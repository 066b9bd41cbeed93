//! Error types for the WaveNet core.
//!
//! Every variant signals a construction or caller bug: a tensor whose extent
//! disagrees with the receptive-field chain, a layer used before its stack
//! bounds were bound, or an invalid configuration.  None of them are meant to
//! be recovered from inside the crate.

use thiserror::Error;

/// Result type for WaveNet operations.
pub type Result<T> = std::result::Result<T, WaveNetError>;

/// Error type for WaveNet operations.
#[derive(Error, Debug)]
pub enum WaveNetError {
    /// Time extent disagrees with the receptive-field prediction.
    #[error("alignment violation in {stage}: {what} expected {expected}, got {actual}")]
    Alignment {
        /// Stage name.
        stage: String,
        /// Which extent was checked.
        what: &'static str,
        /// Length predicted by the receptive-field chain.
        expected: usize,
        /// Length actually observed.
        actual: usize,
    },

    /// Non-time shape mismatch (channels, batch, weights).
    #[error("shape mismatch for {what}: expected {expected:?}, got {actual:?}")]
    Shape {
        /// What was being checked.
        what: String,
        /// Expected shape.
        expected: Vec<usize>,
        /// Actual shape.
        actual: Vec<usize>,
    },

    /// A GRCC layer was used before `bind_stack_bounds`.
    #[error("uninitialized stack bounds in {layer}: call bind_stack_bounds first")]
    UnboundStackBounds {
        /// Layer name.
        layer: String,
    },

    /// Invalid receptive-field geometry or offset query.
    #[error("receptive field error: {0}")]
    Rfield(String),

    /// Invalid configuration.
    #[error("configuration error: {0}")]
    Config(String),

    /// IO error.
    #[error("IO error: {0}")]
    Io(#[from] std::io::Error),

    /// Config (de)serialization error.
    #[error("JSON error: {0}")]
    Json(#[from] serde_json::Error),
}

impl WaveNetError {
    pub(crate) fn shape(what: impl Into<String>, expected: &[usize], actual: &[usize]) -> Self {
        WaveNetError::Shape {
            what: what.into(),
            expected: expected.to_vec(),
            actual: actual.to_vec(),
        }
    }
}
//! Dense layer.

use ndarray::{Array1, Array2, ArrayView2};
use rand::Rng;

use crate::error::{Result, WaveNetError};

use super::gaussian;

#[derive(Clone, Debug)]
pub struct Linear {
    /// Weight: W ∈ R^{out × in}
    pub weight: Array2<f32>,

    /// Optional bias: b ∈ R^{out}
    pub bias: Option<Array1<f32>>,
}

impl Linear {
    pub fn zeros(in_features: usize, out_features: usize, bias: bool) -> Self {
        Self {
            weight: Array2::zeros((out_features, in_features)),
            bias: bias.then(|| Array1::zeros(out_features)),
        }
    }

    pub fn randomize<R: Rng + ?Sized>(&mut self, std: f32, rng: &mut R) -> Result<()> {
        self.weight = gaussian(self.weight.raw_dim(), std, rng)?;
        if let Some(b) = self.bias.as_mut() {
            *b = gaussian(b.len(), std, rng)?;
        }
        Ok(())
    }

    pub fn in_features(&self) -> usize {
        self.weight.ncols()
    }

    pub fn out_features(&self) -> usize {
        self.weight.nrows()
    }

    /// x: [batch, in] → [batch, out]
    pub fn forward(&self, x: ArrayView2<f32>) -> Result<Array2<f32>> {
        if x.ncols() != self.in_features() {
            return Err(WaveNetError::shape(
                "linear input features",
                &[self.in_features()],
                &[x.ncols()],
            ));
        }
        let mut y = x.dot(&self.weight.t());
        if let Some(b) = &self.bias {
            y += b;
        }
        Ok(y)
    }
}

§ **Task to carry out**
Here the job is to set down exactly the lines of the material above that fall between the one with "the WaveNet core." and the one with "pub enum WaveNetError", inclusive, and nothing beyond them.

§ **Solved problem**
//! Error types for the WaveNet core.
//!
//! Every variant signals a construction or caller bug: a tensor whose extent
//! disagrees with the receptive-field chain, a layer used before its stack
//! bounds were bound, or an invalid configuration.  None of them are meant to
//! be recovered from inside the crate.

use thiserror::Error;

/// Result type for WaveNet operations.
pub type Result<T> = std::result::Result<T, WaveNetError>;

/// Error type for WaveNet operations.
#[derive(Error, Debug)]
pub enum WaveNetError {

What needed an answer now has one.